Thursday, March 22, 2007

Rescuing the Rescuer

I came across this article today that I found quite interesting. The article discusses a theory that Harvard researchers have about firefighters and the increased prevalence of Coronary Artery Disease and on-duty heart attacks. See this article really touches home. Not only have I been stricken by a sudden cardiac condition but I can count 4 more of colleagues that were otherwise healthy too, that are now being treated for sudden onset of a cardiac condition.

The researchers believe that since the firefighters are living otherwise sedatory life styles (at work) in which they pretty much sit around doing nothing for long periods of time, the sudden intense rush they get when a call comes in, increases their heart rate and blood pressure. Add the heavy equipment and the smoke filled air and any otherwise healthy individual would feel the strain, but they endure the stress on a daily basis.

Why do I mention this? Well see I'm an Emergency Medical Technician. Granted I've been working in the dispatch department for nearly a year now with the occasional trip on the road. Nonetheless we definitely feel a comparable amount of strain too. Our equipment may not weigh 50lbs, but our patients are growing at alarming rates. When the 500lb patient is complaining of difficulty breathing we make every effort to get her ass out of the third floor apartment she lives on. We'll call dispatch and ask for back up, but 30 minutes later when we're frustrated for waiting for so long and see that our patients "crapping out" we suddenly find the strength and endurance we need to do it without the back up. Next while my partner is fighting against city traffic, wailing the sirens and flashing lights to move the other drivers out of our path, I'm in the back now bagging her because she's suddenly stopped breathing all together. Certainly we have a pretty big rush of adrenaline that started when we were woken up from our nap parked on the quietest side street we could find just 30 minutes prior.

This adrenaline rush is the culprit the researchers are talking about. It makes absolute sense.
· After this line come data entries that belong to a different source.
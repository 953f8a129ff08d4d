//! Adaptive request governor for rate-limited LLM providers.
//!
//! This module provides:
//! - **TokenBucket**: burst capacity plus a fixed refill rate.
//! - **CircuitBreaker**: provider-wide cooldown after throttling signals.
//! - **PriorityScheduler**: async admission queue; chat (priority 0) is admitted
//!   before document parsing (priority 10) whenever both are waiting.
//! - **RateLimiter**: wraps a provider call with admission, failure
//!   classification and bounded retries.
//! - **LimiterRegistry**: one limiter per logical name.
//!
//! # Example
//!
//! ```ignore
//! use quota_governor::governor::{LimiterRegistry, Provider, PRIORITY_CHAT, registry};
//!
//! let limiters = LimiterRegistry::new();
//! let limiter = limiters.get(registry::RAG_GROQ, Provider::Groq);
//! let answer = limiter
//!     .execute_with_retry(PRIORITY_CHAT, || client.chat(messages.clone()))
//!     .await?;
//! ```

mod breaker;
mod bucket;
mod classify;
mod limiter;
mod provider;
pub mod registry;
mod scheduler;

pub use breaker::CircuitBreaker;
pub use bucket::TokenBucket;
pub use classify::{
    CallError, FailureClass, HINT_MARGIN, MAX_RETRY_HINT, ProviderError, classify, parse_retry_hint,
    retry_hint,
};
pub use limiter::{DEFAULT_PRIORITY, LimiterStatus, PRIORITY_CHAT, PRIORITY_PARSING, RateLimiter};
pub use provider::{LimitConfig, LimitOverrides, Provider};
pub use registry::LimiterRegistry;
pub use scheduler::{PriorityScheduler, SchedulerSnapshot};
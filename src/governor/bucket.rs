//! Token bucket math.
//!
//! Pure bookkeeping: no locking, no async, no retries. The scheduler owns the
//! bucket and only touches it while holding its lock.

use tokio::time::{Duration, Instant};

/// Fixed-rate permit stream with a burst capacity.
#[derive(Debug, Clone)]
pub struct TokenBucket {
    capacity: f64,
    tokens: f64,
    /// Tokens per second.
    refill_rate: f64,
    last_refill: Instant,
}

impl TokenBucket {
    /// Create a full bucket.
    pub fn new(capacity: u32, refill_rate: f64) -> Self {
        Self::new_at(capacity, refill_rate, Instant::now())
    }

    pub fn new_at(capacity: u32, refill_rate: f64, now: Instant) -> Self {
        let capacity = f64::from(capacity);
        Self {
            capacity,
            tokens: capacity,
            refill_rate,
            last_refill: now,
        }
    }

    pub fn capacity(&self) -> f64 {
        self.capacity
    }

    pub fn refill_rate(&self) -> f64 {
        self.refill_rate
    }

    /// Take `cost` tokens if they are available.
    pub fn try_consume(&mut self, cost: f64) -> bool {
        self.try_consume_at(cost, Instant::now())
    }

    pub fn try_consume_at(&mut self, cost: f64, now: Instant) -> bool {
        debug_assert!(cost > 0.0, "token cost must be positive");
        self.refill(now);
        if self.tokens >= cost {
            self.tokens -= cost;
            true
        } else {
            false
        }
    }

    /// Time until `cost` tokens are available, assuming nobody else consumes.
    pub fn wait_time(&mut self, cost: f64) -> Duration {
        self.wait_time_at(cost, Instant::now())
    }

    pub fn wait_time_at(&mut self, cost: f64, now: Instant) -> Duration {
        self.refill(now);
        let needed = cost - self.tokens;
        if needed <= 0.0 || self.refill_rate <= 0.0 {
            return Duration::ZERO;
        }
        Duration::try_from_secs_f64(needed / self.refill_rate).unwrap_or(Duration::MAX)
    }

    /// Return tokens taken for a grant nobody received.
    pub fn refund(&mut self, cost: f64) {
        self.tokens = (self.tokens + cost).min(self.capacity);
    }

    /// Tokens currently available.
    pub fn available(&mut self) -> f64 {
        self.available_at(Instant::now())
    }

    pub fn available_at(&mut self, now: Instant) -> f64 {
        self.refill(now);
        self.tokens
    }

    fn refill(&mut self, now: Instant) {
        // saturating: a reading older than last_refill adds nothing
        let elapsed = now.saturating_duration_since(self.last_refill);
        if elapsed > Duration::ZERO {
            let added = elapsed.as_secs_f64() * self.refill_rate;
            self.tokens = (self.tokens + added).min(self.capacity);
            self.last_refill = now;
        }
    }
}
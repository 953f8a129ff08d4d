//! Cooldown breaker tripped by provider throttling signals.
//!
//! Closed until tripped; reopens purely by clock expiry. There is no
//! half-open probe state: the next successful call resets it.

use tokio::time::{Duration, Instant};

/// Cooldown used when the requested one does not fit on the clock.
const FAR_FUTURE: Duration = Duration::from_secs(86_400 * 365 * 30);

#[derive(Debug, Clone)]
pub struct CircuitBreaker {
    default_cooldown: Duration,
    retry_after: Instant,
}

impl CircuitBreaker {
    pub fn new(default_cooldown: Duration) -> Self {
        Self {
            default_cooldown,
            retry_after: Instant::now(),
        }
    }

    pub fn default_cooldown(&self) -> Duration {
        self.default_cooldown
    }

    /// Open the breaker for `wait`, or the default cooldown.
    ///
    /// Overwrites any running cooldown instead of stacking on top of it.
    pub fn trip(&mut self, wait: Option<Duration>) {
        self.trip_at(wait, Instant::now());
    }

    pub fn trip_at(&mut self, wait: Option<Duration>, now: Instant) {
        let wait = wait.unwrap_or(self.default_cooldown);
        self.retry_after = now
            .checked_add(wait)
            .or_else(|| now.checked_add(FAR_FUTURE))
            .unwrap_or(now);
    }

    /// Close the breaker (on success).
    pub fn reset(&mut self) {
        self.retry_after = Instant::now();
    }

    pub fn is_open(&self) -> bool {
        self.is_open_at(Instant::now())
    }

    pub fn is_open_at(&self, now: Instant) -> bool {
        now < self.retry_after
    }

    pub fn time_remaining(&self) -> Duration {
        self.time_remaining_at(Instant::now())
    }

    pub fn time_remaining_at(&self, now: Instant) -> Duration {
        self.retry_after.saturating_duration_since(now)
    }
}

#[cfg(test)]
mod tests {
    use super::*;

    #[test]
    fn test_new_breaker_is_closed() {
        let breaker = CircuitBreaker::new(Duration::from_secs(60));
        assert!(!breaker.is_open());
        assert_eq!(breaker.time_remaining(), Duration::ZERO);
    }

    #[test]
    fn test_trip_with_huge_wait_does_not_overflow() {
        let mut breaker = CircuitBreaker::new(Duration::from_secs(60));
        let t0 = Instant::now();
        breaker.trip_at(Some(Duration::MAX), t0);

        assert!(breaker.is_open_at(t0));
        assert!(breaker.time_remaining_at(t0) >= Duration::from_secs(86_400 * 365));
    }

    #[test]
    fn test_trip_opens_until_expiry() {
        let mut breaker = CircuitBreaker::new(Duration::from_secs(60));
        let t0 = Instant::now();
        breaker.trip_at(Some(Duration::from_secs(5)), t0);

        assert!(breaker.is_open_at(t0));
        assert_eq!(breaker.time_remaining_at(t0), Duration::from_secs(5));
        assert!(breaker.is_open_at(t0 + Duration::from_millis(4999)));
        assert!(!breaker.is_open_at(t0 + Duration::from_secs(5)));
        assert_eq!(breaker.time_remaining_at(t0 + Duration::from_secs(7)), Duration::ZERO);
    }

    #[test]
    fn test_trip_without_wait_uses_default_cooldown() {
        let mut breaker = CircuitBreaker::new(Duration::from_secs(15));
        let t0 = Instant::now();
        breaker.trip_at(None, t0);
        assert_eq!(breaker.time_remaining_at(t0), Duration::from_secs(15));
    }

    #[test]
    fn test_trip_overwrites_instead_of_stacking() {
        let mut breaker = CircuitBreaker::new(Duration::from_secs(60));
        let t0 = Instant::now();
        breaker.trip_at(Some(Duration::from_secs(30)), t0);
        breaker.trip_at(Some(Duration::from_secs(2)), t0);
        assert_eq!(breaker.time_remaining_at(t0), Duration::from_secs(2));
    }

    #[test]
    fn test_reset_closes_immediately() {
        let mut breaker = CircuitBreaker::new(Duration::from_secs(60));
        breaker.trip(Some(Duration::from_secs(5)));
        assert!(breaker.is_open());

        breaker.reset();
        assert!(!breaker.is_open());
        assert_eq!(breaker.time_remaining(), Duration::ZERO);
    }

    #[tokio::test(start_paused = true)]
    async fn test_trip_expires_with_clock() {
        let mut breaker = CircuitBreaker::new(Duration::from_secs(60));
        breaker.trip(Some(Duration::from_secs(5)));
        assert!(breaker.is_open());

        tokio::time::advance(Duration::from_secs(5)).await;
        assert!(!breaker.is_open());
    }
}
//! CLI module for quota-governor - command-line interface and subcommands.
//!
//! Inspection and simulation tooling around the governor library.

pub mod commands;

pub use commands::Cli;
//! Thin façade over the connection driver: statement execution, the
//! schema cache and the generator hooks used during schema refresh.

use std::collections::BTreeMap;
use std::sync::Arc;

use anyhow::Result;
use rand::Rng;
use sql_gen::model::value::QueryItem;
use sql_gen::{GenConfig, Generator, Table};

use crate::conn::Connection;

mod schema;

/// Folded table name to table; rebuilt wholesale, never patched.
pub type SchemaCache = BTreeMap<String, Table>;

/// Typed executor errors.
#[derive(Debug, thiserror::Error)]
pub enum ExecError {
    #[error("table {0} is not in the schema cache")]
    SchemaMiss(String),
}

pub struct Executor {
    conn: Arc<dyn Connection>,
    db: String,
    generator: Generator,
    cache: SchemaCache,
}

impl Executor {
    pub fn new(conn: Arc<dyn Connection>, db: impl Into<String>, gen_config: GenConfig) -> Self {
        Executor {
            conn,
            db: db.into(),
            generator: Generator::new(gen_config),
            cache: SchemaCache::new(),
        }
    }

    pub fn conn(&self) -> &Arc<dyn Connection> {
        &self.conn
    }

    pub fn db(&self) -> &str {
        &self.db
    }

    /// A snapshot of every cached table, ordered by folded name.
    pub fn get_tables(&self) -> Vec<Table> {
        self.cache.values().cloned().collect()
    }

    /// Case-insensitive lookup.
    pub fn get_table(&self, name: &str) -> Result<Table, ExecError> {
        self.cache
            .get(&name.to_lowercase())
            .cloned()
            .ok_or_else(|| ExecError::SchemaMiss(name.to_string()))
    }

    pub fn exec(&self, sql: &str) -> Result<()> {
        tracing::debug!(sql, "exec");
        self.conn.exec(sql)
    }

    pub fn select(&self, sql: &str) -> Result<Vec<Vec<QueryItem>>> {
        tracing::debug!(sql, "select");
        self.conn.select(sql)
    }

    /// CREATE TABLE for one tuple of the column-type enumeration; pure,
    /// safe to pre-generate before the parallel fan-out.
    pub fn generate_ddl_create_table(
        &self,
        index: usize,
        kinds: &[sql_gen::ColumnTypeKind],
    ) -> String {
        self.generator.ddl_create_table(index, kinds).to_string()
    }

    /// CREATE INDEX over the cached tables.
    pub fn generate_ddl_create_index<R: Rng + ?Sized>(&self, rng: &mut R) -> Result<String> {
        let tables = self.get_tables();
        Ok(self.generator.ddl_create_index(rng, &tables)?.to_string())
    }

    /// One INSERT into the named cached table.
    pub fn generate_dml_insert_by_table<R: Rng + ?Sized>(
        &self,
        rng: &mut R,
        name: &str,
    ) -> Result<String> {
        let table = self.get_table(name)?;
        Ok(self.generator.dml_insert_by_table(rng, &table)?.to_string())
    }
}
What they suggest as a preventative measure (since they know we wont quit our jobs) is that we live an active lifestyle, exercising frequently, also noting that a large majority of emergency workers are obese. If we could incorporate a fitness plan into the our daily routines, then we should be able to better adapt to the sudden burst of adrenaline that we get on calls.
Maybe this could prevent another life saver from having to suddenly be the one needing to be rescued!